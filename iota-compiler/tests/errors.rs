use iota_compiler::{compile_to_marvin, CompileError};

fn expect_error(source: &str) -> CompileError {
    match compile_to_marvin(source) {
        Ok(_) => panic!("expected a compile error for:\n{source}"),
        Err(e) => e,
    }
}

// ── Lexical ──────────────────────────────────────────────────────────────

#[test]
fn rejects_unexpected_character() {
    let e = expect_error("void main() { write(@); }");
    assert!(matches!(e, CompileError::Lexical(_)), "got {e}");
}

#[test]
fn reports_error_position() {
    let e = expect_error("void main() {\n    int x = 1 ?;\n}");
    let message = e.to_string();
    assert!(message.contains("line 2"), "no line number in: {message}");
}

// ── Syntax ───────────────────────────────────────────────────────────────

#[test]
fn rejects_missing_semicolon() {
    let e = expect_error("void main() { int x = 1 }");
    assert!(matches!(e, CompileError::Parse(_)), "got {e}");
}

#[test]
fn rejects_statement_without_side_effect() {
    let e = expect_error("void main() { 1 + 2; }");
    assert!(matches!(e, CompileError::Parse(_)), "got {e}");
}

#[test]
fn rejects_assignment_to_non_variable() {
    let e = expect_error("void main() { 1 = 2; }");
    assert!(matches!(e, CompileError::Parse(_)), "got {e}");
}

#[test]
fn rejects_unclosed_block() {
    let e = expect_error("void main() { if (true) { write(1); }");
    assert!(matches!(e, CompileError::Parse(_)), "got {e}");
}

// ── Semantics ────────────────────────────────────────────────────────────

#[test]
fn rejects_type_mismatch_in_initializer() {
    let e = expect_error("void main() { int x = true; }");
    assert!(matches!(e, CompileError::Semantic(_)), "got {e}");
}

#[test]
fn rejects_undefined_variable() {
    let e = expect_error("void main() { write(x); }");
    assert!(matches!(e, CompileError::Semantic(_)), "got {e}");
}

#[test]
fn rejects_unknown_method() {
    let e = expect_error("void main() { write(f(1)); }");
    assert!(matches!(e, CompileError::Semantic(_)), "got {e}");
}

#[test]
fn rejects_call_with_wrong_argument_type() {
    let e = expect_error(
        "int f(int x) { return x; } void main() { write(f(true)); }",
    );
    assert!(matches!(e, CompileError::Semantic(_)), "got {e}");
}

#[test]
fn rejects_integer_condition() {
    let e = expect_error("void main() { if (1) { write(1); } }");
    assert!(matches!(e, CompileError::Semantic(_)), "got {e}");
}

#[test]
fn rejects_value_return_from_void_method() {
    let e = expect_error("void main() { return 1; }");
    assert!(matches!(e, CompileError::Semantic(_)), "got {e}");
}

#[test]
fn rejects_missing_return_value() {
    let e = expect_error("int f() { return; } void main() { write(f()); }");
    assert!(matches!(e, CompileError::Semantic(_)), "got {e}");
}

#[test]
fn rejects_redeclared_variable() {
    let e = expect_error("void main() { int x = 1; int x = 2; }");
    assert!(matches!(e, CompileError::Semantic(_)), "got {e}");
}

#[test]
fn rejects_duplicate_method() {
    let e = expect_error(
        "int f(int x) { return x; } int f(int y) { return y; } void main() { }",
    );
    assert!(matches!(e, CompileError::Semantic(_)), "got {e}");
}

#[test]
fn rejects_arithmetic_on_booleans() {
    let e = expect_error("void main() { write(true + 1); }");
    assert!(matches!(e, CompileError::Semantic(_)), "got {e}");
}

#[test]
fn collects_multiple_semantic_errors() {
    let e = expect_error("void main() { write(a); write(b); }");
    let message = e.to_string();
    assert!(message.contains('a') && message.contains('b'), "{message}");
}

// ── Linking ──────────────────────────────────────────────────────────────

#[test]
fn rejects_program_without_main() {
    let e = expect_error("int f() { return 1; }");
    assert!(matches!(e, CompileError::Backend(_)), "got {e}");
}
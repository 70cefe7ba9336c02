use anyhow::{bail, Context};
use clap::Parser;
use iota_compiler::backend::{AllocatorKind, MarvinEmitter};
use std::fs;
use std::path::PathBuf;

#[derive(Parser)]
#[command(name = "iotac")]
#[command(about = "Compiler for the iota language targeting the Marvin machine")]
struct Args {
    /// The .iota source file to compile
    file: PathBuf,

    /// Allocate registers by graph coloring (default: naive round-robin)
    #[arg(short = 'g')]
    graph: bool,

    /// Directory for the output .marv file
    #[arg(short = 'd', value_name = "DIR", default_value = ".")]
    output_dir: PathBuf,

    /// Dump intermediate representations and liveness information
    #[arg(short = 'v')]
    verbose: bool,
}

fn main() {
    env_logger::init();
    if let Err(e) = run() {
        eprintln!("Error: {e:#}");
        std::process::exit(1);
    }
}

fn run() -> anyhow::Result<()> {
    let args = Args::parse();
    if args.file.extension().map_or(true, |e| e != "iota") {
        bail!("source file must have an .iota extension");
    }
    let source = fs::read_to_string(&args.file)
        .with_context(|| format!("cannot read {}", args.file.display()))?;

    let class = iota_compiler::compile_to_class(&source)?;

    let allocator = if args.graph {
        AllocatorKind::Graph
    } else {
        AllocatorKind::Naive
    };
    let mut emitter = MarvinEmitter::new(allocator, args.verbose);
    emitter.compile(&class)?;

    if args.verbose {
        print!("{}", emitter.dump_output());
    }

    let out_path = emitter.write_file(&args.file, &args.output_dir)?;
    println!("wrote {}", out_path.display());
    Ok(())
}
========
Exercise: Whenever a line of the data includes "short", copy that line.

Exercise solution:
    #[arg(short = 'g')]
    #[arg(short = 'd', value_name = "DIR", default_value = ".")]
    #[arg(short = 'v')]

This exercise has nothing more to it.